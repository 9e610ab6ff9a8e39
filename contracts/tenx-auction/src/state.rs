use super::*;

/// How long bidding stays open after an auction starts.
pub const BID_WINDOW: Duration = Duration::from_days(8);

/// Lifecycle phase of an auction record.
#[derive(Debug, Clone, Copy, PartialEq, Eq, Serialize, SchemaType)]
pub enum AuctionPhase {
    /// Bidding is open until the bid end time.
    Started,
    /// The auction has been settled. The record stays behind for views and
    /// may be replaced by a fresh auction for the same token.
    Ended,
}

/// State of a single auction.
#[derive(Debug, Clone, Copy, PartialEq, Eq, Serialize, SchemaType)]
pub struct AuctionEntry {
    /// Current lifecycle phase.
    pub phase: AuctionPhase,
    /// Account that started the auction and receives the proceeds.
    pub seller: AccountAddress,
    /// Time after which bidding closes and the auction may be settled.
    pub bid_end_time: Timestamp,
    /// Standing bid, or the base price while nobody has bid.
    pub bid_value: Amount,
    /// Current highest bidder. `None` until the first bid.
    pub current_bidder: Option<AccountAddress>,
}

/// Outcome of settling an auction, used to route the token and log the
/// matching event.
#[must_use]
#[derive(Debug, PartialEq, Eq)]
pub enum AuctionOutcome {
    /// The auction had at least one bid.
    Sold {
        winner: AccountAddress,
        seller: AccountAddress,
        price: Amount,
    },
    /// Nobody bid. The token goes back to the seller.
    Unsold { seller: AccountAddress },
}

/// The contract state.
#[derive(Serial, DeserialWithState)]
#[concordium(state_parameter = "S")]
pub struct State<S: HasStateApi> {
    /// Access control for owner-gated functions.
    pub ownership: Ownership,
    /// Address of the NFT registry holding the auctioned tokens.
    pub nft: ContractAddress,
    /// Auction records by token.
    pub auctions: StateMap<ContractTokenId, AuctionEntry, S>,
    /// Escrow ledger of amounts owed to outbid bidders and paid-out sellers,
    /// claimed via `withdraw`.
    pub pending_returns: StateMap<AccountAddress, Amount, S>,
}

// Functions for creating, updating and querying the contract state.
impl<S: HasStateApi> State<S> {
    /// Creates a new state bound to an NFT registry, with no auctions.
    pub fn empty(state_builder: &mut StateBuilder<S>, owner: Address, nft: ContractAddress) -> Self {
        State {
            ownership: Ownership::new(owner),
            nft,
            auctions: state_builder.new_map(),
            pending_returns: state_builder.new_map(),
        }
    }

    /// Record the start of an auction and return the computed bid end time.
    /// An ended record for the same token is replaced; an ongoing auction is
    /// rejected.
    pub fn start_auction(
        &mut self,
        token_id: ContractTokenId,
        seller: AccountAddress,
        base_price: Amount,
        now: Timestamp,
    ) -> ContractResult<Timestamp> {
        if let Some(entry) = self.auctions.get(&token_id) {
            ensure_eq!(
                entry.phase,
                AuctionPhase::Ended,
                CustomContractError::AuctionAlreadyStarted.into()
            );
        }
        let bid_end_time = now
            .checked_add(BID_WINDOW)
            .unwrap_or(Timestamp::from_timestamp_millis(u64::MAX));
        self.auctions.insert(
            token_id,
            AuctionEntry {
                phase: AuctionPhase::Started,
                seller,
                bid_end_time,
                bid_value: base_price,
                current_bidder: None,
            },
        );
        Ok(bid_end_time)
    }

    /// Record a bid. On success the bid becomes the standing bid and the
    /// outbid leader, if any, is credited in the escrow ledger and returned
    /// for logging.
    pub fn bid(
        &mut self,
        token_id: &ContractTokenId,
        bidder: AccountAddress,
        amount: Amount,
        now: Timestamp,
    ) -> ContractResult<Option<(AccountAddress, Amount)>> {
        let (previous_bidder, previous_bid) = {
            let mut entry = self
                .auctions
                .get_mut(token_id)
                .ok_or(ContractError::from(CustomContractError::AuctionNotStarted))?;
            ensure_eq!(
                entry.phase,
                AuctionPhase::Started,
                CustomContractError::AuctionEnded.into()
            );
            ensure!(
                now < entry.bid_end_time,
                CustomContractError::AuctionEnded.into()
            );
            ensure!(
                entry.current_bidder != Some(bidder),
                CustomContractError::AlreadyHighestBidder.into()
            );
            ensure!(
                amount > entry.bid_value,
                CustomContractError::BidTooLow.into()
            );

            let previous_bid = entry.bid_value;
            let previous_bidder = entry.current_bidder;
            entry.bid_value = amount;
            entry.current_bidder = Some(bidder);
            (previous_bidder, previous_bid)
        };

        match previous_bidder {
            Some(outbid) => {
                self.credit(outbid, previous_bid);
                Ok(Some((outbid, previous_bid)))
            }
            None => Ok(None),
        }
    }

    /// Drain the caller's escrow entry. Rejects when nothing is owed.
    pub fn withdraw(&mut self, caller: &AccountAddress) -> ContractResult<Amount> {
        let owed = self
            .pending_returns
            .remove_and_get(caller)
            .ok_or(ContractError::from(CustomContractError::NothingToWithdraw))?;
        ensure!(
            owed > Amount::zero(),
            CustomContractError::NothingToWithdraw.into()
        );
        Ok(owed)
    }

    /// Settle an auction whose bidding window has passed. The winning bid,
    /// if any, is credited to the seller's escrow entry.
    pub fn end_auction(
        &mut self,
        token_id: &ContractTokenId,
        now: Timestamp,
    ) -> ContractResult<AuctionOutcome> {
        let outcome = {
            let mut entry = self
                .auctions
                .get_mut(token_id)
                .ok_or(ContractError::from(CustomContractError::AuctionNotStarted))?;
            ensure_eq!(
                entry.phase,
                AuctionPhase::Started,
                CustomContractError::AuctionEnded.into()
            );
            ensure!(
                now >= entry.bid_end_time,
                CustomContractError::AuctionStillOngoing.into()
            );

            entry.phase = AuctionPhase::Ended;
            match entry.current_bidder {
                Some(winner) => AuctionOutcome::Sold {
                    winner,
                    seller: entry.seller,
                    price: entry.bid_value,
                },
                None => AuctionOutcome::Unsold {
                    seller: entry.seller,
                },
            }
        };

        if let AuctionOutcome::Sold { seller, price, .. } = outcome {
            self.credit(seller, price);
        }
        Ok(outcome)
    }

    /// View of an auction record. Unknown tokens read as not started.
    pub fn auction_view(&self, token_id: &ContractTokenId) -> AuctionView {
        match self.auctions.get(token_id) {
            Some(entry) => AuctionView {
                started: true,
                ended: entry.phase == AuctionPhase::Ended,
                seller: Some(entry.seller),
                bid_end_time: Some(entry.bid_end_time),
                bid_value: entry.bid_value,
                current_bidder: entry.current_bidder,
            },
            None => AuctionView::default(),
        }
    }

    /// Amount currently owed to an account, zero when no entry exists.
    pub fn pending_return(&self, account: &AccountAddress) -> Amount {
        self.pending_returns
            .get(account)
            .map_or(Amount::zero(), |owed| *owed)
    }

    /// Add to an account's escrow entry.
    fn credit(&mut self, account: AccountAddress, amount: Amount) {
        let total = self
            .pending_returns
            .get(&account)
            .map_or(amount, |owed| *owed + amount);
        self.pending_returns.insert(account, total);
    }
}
^^^^^^^^
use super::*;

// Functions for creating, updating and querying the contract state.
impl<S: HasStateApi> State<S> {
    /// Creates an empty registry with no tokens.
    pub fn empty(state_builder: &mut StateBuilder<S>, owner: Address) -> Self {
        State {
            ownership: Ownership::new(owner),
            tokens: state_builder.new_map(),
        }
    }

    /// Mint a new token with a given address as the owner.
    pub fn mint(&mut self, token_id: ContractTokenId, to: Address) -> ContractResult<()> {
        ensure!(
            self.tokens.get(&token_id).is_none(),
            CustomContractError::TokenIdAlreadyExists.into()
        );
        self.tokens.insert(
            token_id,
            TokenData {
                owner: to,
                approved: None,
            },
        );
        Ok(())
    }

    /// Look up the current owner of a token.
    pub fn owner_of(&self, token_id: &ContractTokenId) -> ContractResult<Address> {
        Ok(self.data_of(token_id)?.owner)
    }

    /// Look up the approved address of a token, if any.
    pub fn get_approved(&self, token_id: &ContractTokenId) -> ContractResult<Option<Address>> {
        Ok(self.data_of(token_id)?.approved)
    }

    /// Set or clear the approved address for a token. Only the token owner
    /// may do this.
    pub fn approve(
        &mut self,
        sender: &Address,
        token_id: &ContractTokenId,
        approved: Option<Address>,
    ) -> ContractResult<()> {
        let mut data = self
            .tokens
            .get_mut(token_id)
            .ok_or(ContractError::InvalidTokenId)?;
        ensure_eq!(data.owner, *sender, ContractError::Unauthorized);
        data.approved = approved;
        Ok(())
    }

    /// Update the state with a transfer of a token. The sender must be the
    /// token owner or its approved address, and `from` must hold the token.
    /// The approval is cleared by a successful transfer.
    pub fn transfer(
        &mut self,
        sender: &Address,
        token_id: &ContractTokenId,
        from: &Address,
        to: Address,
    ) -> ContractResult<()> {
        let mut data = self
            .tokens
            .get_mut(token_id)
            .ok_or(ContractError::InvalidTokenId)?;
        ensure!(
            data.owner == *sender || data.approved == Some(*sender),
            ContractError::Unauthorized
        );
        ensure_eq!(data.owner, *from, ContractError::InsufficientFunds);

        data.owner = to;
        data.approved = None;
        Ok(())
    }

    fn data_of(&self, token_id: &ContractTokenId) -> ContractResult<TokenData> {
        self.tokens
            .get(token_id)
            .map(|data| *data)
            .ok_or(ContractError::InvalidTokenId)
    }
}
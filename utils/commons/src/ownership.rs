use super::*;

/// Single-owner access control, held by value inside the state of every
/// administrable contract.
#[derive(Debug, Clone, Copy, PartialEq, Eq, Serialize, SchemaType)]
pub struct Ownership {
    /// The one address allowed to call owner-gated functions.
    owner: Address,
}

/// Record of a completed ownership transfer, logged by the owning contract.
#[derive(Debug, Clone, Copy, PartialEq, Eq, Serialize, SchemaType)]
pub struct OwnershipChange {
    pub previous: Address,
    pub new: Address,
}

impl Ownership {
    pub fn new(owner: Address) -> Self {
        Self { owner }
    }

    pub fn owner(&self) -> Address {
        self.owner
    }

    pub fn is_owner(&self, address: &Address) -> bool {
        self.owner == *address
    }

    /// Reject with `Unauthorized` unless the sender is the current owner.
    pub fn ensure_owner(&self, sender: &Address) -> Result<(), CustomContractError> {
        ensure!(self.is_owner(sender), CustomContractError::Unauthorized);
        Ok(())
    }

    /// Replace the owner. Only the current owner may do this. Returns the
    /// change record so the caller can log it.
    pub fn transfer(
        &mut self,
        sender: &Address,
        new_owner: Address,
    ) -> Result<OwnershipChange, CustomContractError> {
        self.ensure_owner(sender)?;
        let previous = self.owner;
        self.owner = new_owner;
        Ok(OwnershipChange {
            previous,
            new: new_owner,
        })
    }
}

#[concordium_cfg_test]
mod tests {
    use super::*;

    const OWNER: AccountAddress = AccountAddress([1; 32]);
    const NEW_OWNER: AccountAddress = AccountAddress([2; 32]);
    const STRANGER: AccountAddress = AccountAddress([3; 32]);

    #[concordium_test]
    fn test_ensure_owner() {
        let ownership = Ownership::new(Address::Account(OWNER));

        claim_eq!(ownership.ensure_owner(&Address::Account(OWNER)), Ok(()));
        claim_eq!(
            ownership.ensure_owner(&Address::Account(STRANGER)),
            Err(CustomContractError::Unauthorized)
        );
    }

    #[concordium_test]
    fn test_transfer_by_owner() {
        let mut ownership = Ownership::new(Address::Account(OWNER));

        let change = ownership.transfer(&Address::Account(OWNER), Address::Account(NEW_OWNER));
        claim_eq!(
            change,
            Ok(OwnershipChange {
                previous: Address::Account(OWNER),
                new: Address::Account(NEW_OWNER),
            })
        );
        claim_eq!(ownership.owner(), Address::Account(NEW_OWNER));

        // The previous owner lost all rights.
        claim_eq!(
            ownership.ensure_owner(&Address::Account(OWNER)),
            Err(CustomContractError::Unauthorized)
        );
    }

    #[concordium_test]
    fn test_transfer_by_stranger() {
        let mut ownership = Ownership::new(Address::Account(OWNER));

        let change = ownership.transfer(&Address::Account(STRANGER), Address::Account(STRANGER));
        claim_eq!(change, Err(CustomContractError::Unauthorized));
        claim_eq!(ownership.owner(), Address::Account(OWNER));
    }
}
^^^^^^^^
» PROMPT: The expected result is a copy of each line in the records where "ledger" appears.

» ANSWER TO THIS TASK:
    /// Escrow ledger of amounts owed to outbid bidders and paid-out sellers,
    /// outbid leader, if any, is credited in the escrow ledger and returned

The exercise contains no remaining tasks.